TASK OBJECTIVE
Work through the entries below line by line and give the number of lines with the string "Parenthesized", nothing else.

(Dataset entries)
____________

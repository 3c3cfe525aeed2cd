//! # Query Expression Syntax Tree
//!
//! This module defines the tokens and syntax-tree nodes for the expression
//! language embedded in system query options (`$filter`, `$orderby`,
//! `$compute`, `$apply`).
//!
//! ## Architecture Overview
//!
//! - **[tokens]** - Lexical tokens produced by the lexer
//! - **[nodes]** - Syntax-tree nodes produced by the parser
//! - **[operators]** - Comparison, logical, arithmetic and lambda operators
//!
//! ## Quick Start
//!
//! ```text
//! IsActive eq true and (Price add 10 mul 2) gt 100
//! ```
//!
//! ## Precedence (low to high)
//!
//! ```text
//! or
//! and
//! not
//! eq ne gt ge lt le has in
//! add sub + -
//! mul div mod * /
//! primary: ( ... ) | literal | identifier path | call | lambda
//! ```
//!
//! ## Disambiguation
//!
//! - `/` after an identifier is a path separator when an identifier follows,
//!   otherwise division: `Orders/Items` is a path, `Price/2` is a division
//! - `any`/`all` followed by `(` after a path introduces a lambda
//! - `add`, `sub`, `mul`, `div`, `mod` and `has` directly followed by `(`
//!   are function names, not operators
//!
//! ## Examples
//!
//! ### Lambda
//!
//! ```text
//! Tags/any(t: t/Name eq 'x')
//! ```
//!
//! ### Membership
//!
//! ```text
//! Category in ('Dairy', 'Produce')
//! ```
pub mod nodes;
pub mod operators;
pub mod tokens;

pub use nodes::Node;
pub use operators::{
    ArithmeticOp, BinaryOp, ComparisonOp, LambdaKind, LogicalOp, SortDirection, UnaryOp,
};
pub use tokens::{Token, TokenKind};
use crate::{
    ast::{BinaryOp, ComparisonOp, LambdaKind, UnaryOp},
    value::Literal,
};

/// Syntax-tree node produced by the parser.
///
/// The set of variants is closed: the converter matches on it exhaustively,
/// so adding a variant is a compile error until every consumer handles it.
/// Children are boxed slots drawn from a [`NodePool`](crate::pool::NodePool);
/// the tree has no back-references.
#[derive(Debug, Clone, PartialEq)]
pub enum Node {
    /// Logical or arithmetic binary operation
    ///
    /// # Examples
    /// ```text
    /// IsActive eq true and Price gt 10
    /// Price add 10
    /// Price * 2
    /// ```
    Binary {
        op: BinaryOp,
        left: Box<Node>,
        right: Box<Node>,
    },

    /// `not` or numeric negation
    ///
    /// # Examples
    /// ```text
    /// not contains(Name, 'x')
    /// -Price
    /// ```
    Unary {
        op: UnaryOp,
        operand: Box<Node>,
    },

    /// Comparison, including `has` and `in`
    ///
    /// For `in`, `right` is always a [`Node::Collection`].
    ///
    /// # Examples
    /// ```text
    /// Price gt 100
    /// Status has 1
    /// Category in ('A', 'B')
    /// ```
    Comparison {
        op: ComparisonOp,
        left: Box<Node>,
        right: Box<Node>,
    },

    /// Function call with zero or more full sub-expression arguments
    ///
    /// # Examples
    /// ```text
    /// now()
    /// contains(Name, 'milk')
    /// substring(Name, 1, 2)
    /// ```
    FunctionCall {
        name: String,
        args: Vec<Box<Node>>,
        offset: usize,
    },

    /// Property, alias, range variable or type name, possibly a `/` path
    ///
    /// # Examples
    /// ```text
    /// Price
    /// Category/Name
    /// t/Name
    /// ```
    Identifier {
        segments: Vec<String>,
        offset: usize,
    },

    /// Literal value
    Literal {
        value: Literal,
        offset: usize,
    },

    /// Parenthesized sub-expression
    Group(Box<Node>),

    /// Parenthesized list on the right of `in`; may be empty
    Collection {
        items: Vec<Box<Node>>,
        offset: usize,
    },

    /// `any`/`all` over a collection path
    ///
    /// # Examples
    /// ```text
    /// Tags/any()
    /// Tags/any(t: t/Name eq 'x')
    /// Items/all(i: i/Quantity gt 0)
    /// ```
    Lambda {
        path: Vec<String>,
        kind: LambdaKind,
        variable: Option<String>,
        predicate: Option<Box<Node>>,
        offset: usize,
    },
}

impl Node {
    /// The placeholder a pooled slot holds while it sits on the free list.
    pub const VACANT: Node = Node::Literal {
        value: Literal::Null,
        offset: 0,
    };

    /// Character offset of the node's leftmost token, where one is recorded.
    pub fn offset(&self) -> Option<usize> {
        match self {
            Node::Binary { left, .. } | Node::Comparison { left, .. } => left.offset(),
            Node::Unary { operand, .. } => operand.offset(),
            Node::Group(inner) => inner.offset(),
            Node::FunctionCall { offset, .. }
            | Node::Identifier { offset, .. }
            | Node::Literal { offset, .. }
            | Node::Collection { offset, .. }
            | Node::Lambda { offset, .. } => Some(*offset),
        }
    }

    /// Number of nodes in this subtree, the root included.
    pub fn node_count(&self) -> usize {
        1 + match self {
            Node::Binary { left, right, .. } | Node::Comparison { left, right, .. } => {
                left.node_count() + right.node_count()
            }
            Node::Unary { operand, .. } | Node::Group(operand) => operand.node_count(),
            Node::FunctionCall { args, .. } => args.iter().map(|a| a.node_count()).sum(),
            Node::Collection { items, .. } => items.iter().map(|i| i.node_count()).sum(),
            Node::Lambda { predicate, .. } => predicate.as_ref().map_or(0, |p| p.node_count()),
            Node::Identifier { .. } | Node::Literal { .. } => 0,
        }
    }
}
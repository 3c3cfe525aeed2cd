//! Reusable storage for tokens and syntax-tree nodes.
//!
//! A compilation acquires a token buffer and one boxed slot per syntax node,
//! and hands them back once the tree has been converted. Pools are shared by
//! concurrent compilations, so the free lists sit behind a mutex and every
//! slot is cleared before it goes back on the list.

use std::sync::{
    LazyLock,
    atomic::{AtomicUsize, Ordering},
};

use parking_lot::Mutex;
use tracing::trace;

use crate::ast::{Node, Token};

pub const DEFAULT_CAPACITY: usize = 4096;

/// Free list of boxed syntax-tree slots.
///
/// `acquire` and `release` must pair up: every node the parser acquires is
/// either part of the tree it returns or released on the error path, and a
/// tree is released once, after conversion. `outstanding` tracks the
/// difference, which makes leaks observable in tests.
pub struct NodePool {
    free: Mutex<Vec<Box<Node>>>,
    capacity: usize,
    outstanding: AtomicUsize,
}

impl NodePool {
    pub fn new(capacity: usize) -> Self {
        NodePool {
            free: Mutex::new(Vec::new()),
            capacity,
            outstanding: AtomicUsize::new(0),
        }
    }

    /// Place `node` into a recycled slot, or a new one when the list is empty.
    pub fn acquire(&self, node: Node) -> Box<Node> {
        self.outstanding.fetch_add(1, Ordering::Relaxed);
        match self.free.lock().pop() {
            Some(mut slot) => {
                *slot = node;
                slot
            }
            None => Box::new(node),
        }
    }

    /// Return a subtree to the pool, children before their parent.
    pub fn release(&self, mut node: Box<Node>) {
        match std::mem::replace(&mut *node, Node::VACANT) {
            Node::Binary { left, right, .. } | Node::Comparison { left, right, .. } => {
                self.release(left);
                self.release(right);
            }
            Node::Unary { operand, .. } | Node::Group(operand) => self.release(operand),
            Node::FunctionCall { args, .. } => self.release_all(args),
            Node::Collection { items, .. } => self.release_all(items),
            Node::Lambda { predicate, .. } => {
                if let Some(predicate) = predicate {
                    self.release(predicate);
                }
            }
            Node::Identifier { .. } | Node::Literal { .. } => {}
        }

        self.outstanding.fetch_sub(1, Ordering::Relaxed);
        let mut free = self.free.lock();
        if free.len() < self.capacity {
            free.push(node);
        }
    }

    pub fn release_all(&self, nodes: Vec<Box<Node>>) {
        for node in nodes {
            self.release(node);
        }
    }

    /// Slots currently waiting on the free list
    pub fn available(&self) -> usize {
        self.free.lock().len()
    }

    /// Nodes acquired and not yet released
    pub fn outstanding(&self) -> usize {
        self.outstanding.load(Ordering::Relaxed)
    }
}

/// Free list of token buffers.
pub struct TokenPool {
    free: Mutex<Vec<Vec<Token>>>,
    capacity: usize,
}

impl TokenPool {
    pub fn new(capacity: usize) -> Self {
        TokenPool {
            free: Mutex::new(Vec::new()),
            capacity,
        }
    }

    /// An empty buffer, recycled when one is available.
    pub fn acquire(&self) -> Vec<Token> {
        self.free.lock().pop().unwrap_or_default()
    }

    pub fn release(&self, mut tokens: Vec<Token>) {
        tokens.clear();
        let mut free = self.free.lock();
        if free.len() < self.capacity {
            free.push(tokens);
        } else {
            trace!("token pool full, dropping buffer");
        }
    }

    pub fn available(&self) -> usize {
        self.free.lock().len()
    }
}

/// The node and token pools used by one compiler.
pub struct Pools {
    pub nodes: NodePool,
    pub tokens: TokenPool,
}

impl Pools {
    pub fn new(capacity: usize) -> Self {
        Pools {
            nodes: NodePool::new(capacity),
            tokens: TokenPool::new(capacity / 16 + 1),
        }
    }

    /// Process-wide pools, for callers that do not own a compiler.
    pub fn global() -> &'static Pools {
        static GLOBAL: LazyLock<Pools> = LazyLock::new(|| Pools::new(DEFAULT_CAPACITY));
        &GLOBAL
    }
}

impl Default for Pools {
    fn default() -> Self {
        Pools::new(DEFAULT_CAPACITY)
    }
}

____________

RESPONSE
2